What to produce: Your job with the data below: print everything from the line that holds "use ratatui::layout::Rect;" down to the line that holds "if width == 0", ends included, exactly, and nothing else.
+ + + + +
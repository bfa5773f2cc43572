//! TextBlock Widget
//!
//! A borderless, word-wrapped text region. Text that does not fit the area
//! is cut at the last visible line, which ends in an ellipsis.

use ratatui::buffer::Buffer;
use ratatui::layout::Rect;
use ratatui::style::Style;
use ratatui::widgets::Widget;
use unicode_width::UnicodeWidthStr;

/// Wrap `content` to `width` display columns
///
/// Blank lines in the source survive as empty lines.
#[must_use]
pub fn wrap_lines(content: &str, width: usize) -> Vec<String> {
    if width == 0 {
        return Vec::new();
    }
    content
        .lines()
        .flat_map(|line| {
            if line.trim().is_empty() {
                vec![String::new()]
            } else {
                textwrap::wrap(line, width)
                    .into_iter()
                    .map(|cow| cow.to_string())
                    .collect()
            }
        })
        .collect()
}

/// Widest line of `content`, in display columns
#[must_use]
pub fn display_width(content: &str) -> usize {
    content.lines().map(UnicodeWidthStr::width).max().unwrap_or(0)
}

/// A borderless, wrapped text block
pub struct TextBlock<'a> {
    content: &'a str,
    style: Style,
}

impl<'a> TextBlock<'a> {
    /// Wrap `content` for display
    pub fn new(content: &'a str) -> Self {
        Self {
            content,
            style: Style::default(),
        }
    }

    /// Text style
    #[must_use]
    pub fn style(mut self, style: Style) -> Self {
        self.style = style;
        self
    }
}

impl Widget for TextBlock<'_> {
    fn render(self, area: Rect, buf: &mut Buffer) {
        if area.width == 0 || area.height == 0 {
            return;
        }

        let mut wrapped = wrap_lines(self.content, area.width as usize);
        let height = area.height as usize;
        if wrapped.len() > height {
            wrapped.truncate(height);
            if let Some(last) = wrapped.last_mut() {
                let budget = (area.width as usize).saturating_sub(1);
                let mut cut = String::new();
                for ch in last.chars() {
                    if UnicodeWidthStr::width(cut.as_str()) + 1 > budget {
                        break;
                    }
                    cut.push(ch);
                }
                cut.push('…');
                *last = cut;
            }
        }

        for (i, line) in wrapped.iter().enumerate() {
            #[allow(clippy::cast_possible_truncation)]
            let y = area.y + i as u16;
            buf.set_stringn(area.x, y, line, area.width as usize, self.style);
        }
    }
}

#[cfg(test)]
mod tests {
    use pretty_assertions::assert_eq;

    use super::*;

    fn row(buf: &Buffer, y: u16) -> String {
        (0..buf.area.width)
            .map(|x| buf.cell((x, y)).map_or(" ", |c| c.symbol()).to_string())
            .collect::<String>()
            .trim_end()
            .to_string()
    }

    #[test]
    fn test_wrap_lines() {
        assert_eq!(
            wrap_lines("love each other and dance", 10),
            vec!["love each", "other and", "dance"]
        );
        assert_eq!(wrap_lines("a\n\nb", 10), vec!["a", "", "b"]);
        assert!(wrap_lines("anything", 0).is_empty());
    }

    #[test]
    fn test_display_width() {
        assert_eq!(display_width("ab\nabcd"), 4);
        assert_eq!(display_width("日本"), 4);
        assert_eq!(display_width(""), 0);
    }

    #[test]
    fn test_render_truncates_with_ellipsis() {
        let area = Rect::new(0, 0, 10, 2);
        let mut buf = Buffer::empty(area);
        TextBlock::new("one two three four five six seven").render(area, &mut buf);

        assert_eq!(row(&buf, 0), "one two");
        assert!(row(&buf, 1).ends_with('…'));
    }
}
+ + + + +
Expected answer:
use ratatui::layout::Rect;
use ratatui::style::Style;
use ratatui::widgets::Widget;
use unicode_width::UnicodeWidthStr;

/// Wrap `content` to `width` display columns
///
/// Blank lines in the source survive as empty lines.
#[must_use]
pub fn wrap_lines(content: &str, width: usize) -> Vec<String> {
    if width == 0 {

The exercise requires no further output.